Problem to work on → A complete, exact copy of the data is the required answer.

Data provided →
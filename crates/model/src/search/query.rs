use serde::{Deserialize, Serialize};
use thiserror::Error;

/// Matches every document in the collection.
pub const MATCH_ALL: &str = "*:*";

#[derive(Debug, Error, PartialEq, Eq)]
pub enum QueryError {
    #[error("Page size must be greater than zero")]
    ZeroRows,

    #[error("Query string must not be empty")]
    EmptyQuery,

    #[error("Request parameter '{0}' is managed by the pager and cannot be overridden")]
    ReservedParam(String),
}

/// Request parameters the pager owns; callers may not smuggle them in through `params`.
const RESERVED_PARAMS: [&str; 6] = ["q", "rows", "start", "sort", "cursorMark", "fl"];

/// An immutable description of what to scan and how large each page is.
#[derive(Debug, Clone, PartialEq, Eq, Serialize, Deserialize)]
pub struct Query {
    /// Query string in the index's own syntax.
    pub q: String,
    /// Field allowlist for returned documents. Empty means every stored field.
    pub fields: Vec<String>,
    /// Sort clause, e.g. `id desc`. Cursor paging requires one that ends on the unique key.
    pub sort: Option<String>,
    /// Page size.
    pub rows: usize,
    /// Extra request parameters forwarded verbatim (filter queries and the like).
    pub params: Vec<(String, String)>,
}

impl Query {
    pub fn new(q: impl Into<String>, rows: usize) -> Self {
        Query {
            q: q.into(),
            fields: Vec::new(),
            sort: None,
            rows,
            params: Vec::new(),
        }
    }

    pub fn match_all(rows: usize) -> Self {
        Query::new(MATCH_ALL, rows)
    }

    pub fn with_sort(mut self, sort: impl Into<String>) -> Self {
        self.sort = Some(sort.into());
        self
    }

    pub fn with_fields<I, S>(mut self, fields: I) -> Self
    where
        I: IntoIterator<Item = S>,
        S: Into<String>,
    {
        self.fields = fields.into_iter().map(Into::into).collect();
        self
    }

    pub fn with_param(mut self, key: impl Into<String>, value: impl Into<String>) -> Self {
        self.params.push((key.into(), value.into()));
        self
    }

    /// Checks the invariants the pager relies on before any request goes out.
    pub fn validate(&self) -> Result<(), QueryError> {
        if self.rows == 0 {
            return Err(QueryError::ZeroRows);
        }
        if self.q.trim().is_empty() {
            return Err(QueryError::EmptyQuery);
        }
        if let Some((key, _)) = self
            .params
            .iter()
            .find(|(key, _)| RESERVED_PARAMS.contains(&key.as_str()))
        {
            return Err(QueryError::ReservedParam(key.clone()));
        }
        Ok(())
    }
}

Solution for this problem →
filename crates/model/src/search/query.rs
use serde::{Deserialize, Serialize};
use thiserror::Error;

/// Matches every document in the collection.
pub const MATCH_ALL: &str = "*:*";

#[derive(Debug, Error, PartialEq, Eq)]
pub enum QueryError {
    #[error("Page size must be greater than zero")]
    ZeroRows,

    #[error("Query string must not be empty")]
    EmptyQuery,

    #[error("Request parameter '{0}' is managed by the pager and cannot be overridden")]
    ReservedParam(String),
}

/// Request parameters the pager owns; callers may not smuggle them in through `params`.
const RESERVED_PARAMS: [&str; 6] = ["q", "rows", "start", "sort", "cursorMark", "fl"];

/// An immutable description of what to scan and how large each page is.
#[derive(Debug, Clone, PartialEq, Eq, Serialize, Deserialize)]
pub struct Query {
    /// Query string in the index's own syntax.
    pub q: String,
    /// Field allowlist for returned documents. Empty means every stored field.
    pub fields: Vec<String>,
    /// Sort clause, e.g. `id desc`. Cursor paging requires one that ends on the unique key.
    pub sort: Option<String>,
    /// Page size.
    pub rows: usize,
    /// Extra request parameters forwarded verbatim (filter queries and the like).
    pub params: Vec<(String, String)>,
}

impl Query {
    pub fn new(q: impl Into<String>, rows: usize) -> Self {
        Query {
            q: q.into(),
            fields: Vec::new(),
            sort: None,
            rows,
            params: Vec::new(),
        }
    }

    pub fn match_all(rows: usize) -> Self {
        Query::new(MATCH_ALL, rows)
    }

    pub fn with_sort(mut self, sort: impl Into<String>) -> Self {
        self.sort = Some(sort.into());
        self
    }

    pub fn with_fields<I, S>(mut self, fields: I) -> Self
    where
        I: IntoIterator<Item = S>,
        S: Into<String>,
    {
        self.fields = fields.into_iter().map(Into::into).collect();
        self
    }

    pub fn with_param(mut self, key: impl Into<String>, value: impl Into<String>) -> Self {
        self.params.push((key.into(), value.into()));
        self
    }

    /// Checks the invariants the pager relies on before any request goes out.
    pub fn validate(&self) -> Result<(), QueryError> {
        if self.rows == 0 {
            return Err(QueryError::ZeroRows);
        }
        if self.q.trim().is_empty() {
            return Err(QueryError::EmptyQuery);
        }
        if let Some((key, _)) = self
            .params
            .iter()
            .find(|(key, _)| RESERVED_PARAMS.contains(&key.as_str()))
        {
            return Err(QueryError::ReservedParam(key.clone()));
        }
        Ok(())
    }
}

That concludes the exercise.